[What needs to be done]
Collect all lines containing the word "recording" from the data.

(Beginning of Supplied entries)

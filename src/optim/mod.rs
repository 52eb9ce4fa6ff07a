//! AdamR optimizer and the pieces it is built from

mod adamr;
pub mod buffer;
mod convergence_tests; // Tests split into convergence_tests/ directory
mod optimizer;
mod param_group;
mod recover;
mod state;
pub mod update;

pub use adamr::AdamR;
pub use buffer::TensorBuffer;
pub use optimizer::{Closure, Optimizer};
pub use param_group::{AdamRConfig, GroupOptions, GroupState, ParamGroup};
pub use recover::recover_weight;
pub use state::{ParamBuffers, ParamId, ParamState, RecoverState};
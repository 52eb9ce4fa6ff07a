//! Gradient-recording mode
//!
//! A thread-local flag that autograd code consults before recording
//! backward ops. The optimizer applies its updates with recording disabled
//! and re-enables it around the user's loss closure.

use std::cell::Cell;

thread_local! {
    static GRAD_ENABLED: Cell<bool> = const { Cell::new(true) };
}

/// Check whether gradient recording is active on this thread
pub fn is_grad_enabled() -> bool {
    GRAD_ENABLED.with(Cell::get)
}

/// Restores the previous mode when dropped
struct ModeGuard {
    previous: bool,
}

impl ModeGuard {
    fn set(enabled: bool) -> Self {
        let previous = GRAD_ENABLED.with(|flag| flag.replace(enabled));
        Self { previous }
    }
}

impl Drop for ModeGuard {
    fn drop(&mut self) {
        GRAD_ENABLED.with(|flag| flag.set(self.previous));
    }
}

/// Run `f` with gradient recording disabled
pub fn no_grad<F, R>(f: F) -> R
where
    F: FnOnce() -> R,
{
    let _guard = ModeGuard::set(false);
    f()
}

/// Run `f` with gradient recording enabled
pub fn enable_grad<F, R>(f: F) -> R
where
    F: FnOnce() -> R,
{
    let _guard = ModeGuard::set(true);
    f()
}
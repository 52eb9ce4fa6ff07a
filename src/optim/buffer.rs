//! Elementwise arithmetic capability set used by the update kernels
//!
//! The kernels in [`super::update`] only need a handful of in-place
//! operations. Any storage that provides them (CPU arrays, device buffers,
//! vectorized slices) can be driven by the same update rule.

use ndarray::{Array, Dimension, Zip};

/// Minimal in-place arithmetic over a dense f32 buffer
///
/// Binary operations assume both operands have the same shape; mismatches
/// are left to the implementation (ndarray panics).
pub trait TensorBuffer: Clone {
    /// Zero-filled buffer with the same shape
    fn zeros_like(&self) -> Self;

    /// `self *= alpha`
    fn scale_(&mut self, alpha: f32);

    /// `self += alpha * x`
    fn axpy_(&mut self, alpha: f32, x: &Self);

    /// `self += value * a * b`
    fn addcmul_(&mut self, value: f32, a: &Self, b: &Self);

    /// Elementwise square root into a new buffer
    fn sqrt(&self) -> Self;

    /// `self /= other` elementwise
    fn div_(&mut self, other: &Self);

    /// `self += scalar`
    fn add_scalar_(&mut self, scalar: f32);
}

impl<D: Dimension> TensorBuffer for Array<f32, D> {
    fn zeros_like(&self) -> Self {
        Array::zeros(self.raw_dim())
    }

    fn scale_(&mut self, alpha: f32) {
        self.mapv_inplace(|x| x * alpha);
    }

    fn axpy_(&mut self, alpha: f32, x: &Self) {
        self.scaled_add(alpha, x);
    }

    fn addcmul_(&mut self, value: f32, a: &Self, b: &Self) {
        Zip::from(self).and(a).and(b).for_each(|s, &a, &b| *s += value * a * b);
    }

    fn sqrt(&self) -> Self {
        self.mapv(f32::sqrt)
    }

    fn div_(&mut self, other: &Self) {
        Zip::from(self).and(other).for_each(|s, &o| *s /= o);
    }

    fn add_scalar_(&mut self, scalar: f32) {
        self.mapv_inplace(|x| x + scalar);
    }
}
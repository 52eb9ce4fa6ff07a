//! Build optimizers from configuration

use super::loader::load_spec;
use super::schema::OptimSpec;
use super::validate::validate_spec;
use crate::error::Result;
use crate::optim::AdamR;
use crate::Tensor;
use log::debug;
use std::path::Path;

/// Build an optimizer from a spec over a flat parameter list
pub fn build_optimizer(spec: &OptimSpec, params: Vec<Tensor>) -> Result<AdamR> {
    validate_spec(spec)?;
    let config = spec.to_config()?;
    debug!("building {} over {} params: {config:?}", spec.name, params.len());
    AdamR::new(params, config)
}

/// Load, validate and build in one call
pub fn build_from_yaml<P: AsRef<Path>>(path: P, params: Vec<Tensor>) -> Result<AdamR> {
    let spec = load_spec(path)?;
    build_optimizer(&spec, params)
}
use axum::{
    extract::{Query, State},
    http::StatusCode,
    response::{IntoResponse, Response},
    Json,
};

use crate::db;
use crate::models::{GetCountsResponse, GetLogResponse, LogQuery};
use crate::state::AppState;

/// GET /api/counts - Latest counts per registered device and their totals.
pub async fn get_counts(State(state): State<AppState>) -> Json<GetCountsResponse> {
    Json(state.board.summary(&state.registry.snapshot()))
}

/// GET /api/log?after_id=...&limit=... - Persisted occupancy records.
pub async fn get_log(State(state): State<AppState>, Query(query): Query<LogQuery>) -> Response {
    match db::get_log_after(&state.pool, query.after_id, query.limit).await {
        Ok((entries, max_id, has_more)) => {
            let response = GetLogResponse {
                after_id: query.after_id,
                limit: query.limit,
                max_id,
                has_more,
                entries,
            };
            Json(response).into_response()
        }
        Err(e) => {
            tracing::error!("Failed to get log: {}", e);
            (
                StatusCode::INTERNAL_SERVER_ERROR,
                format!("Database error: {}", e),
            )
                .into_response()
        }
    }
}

(End of Supplied entries)

[Your response]
//! Gradient-recording mode
//! A thread-local flag that autograd code consults before recording
//! backward ops. The optimizer applies its updates with recording disabled
/// Check whether gradient recording is active on this thread
/// Run `f` with gradient recording disabled
/// Run `f` with gradient recording enabled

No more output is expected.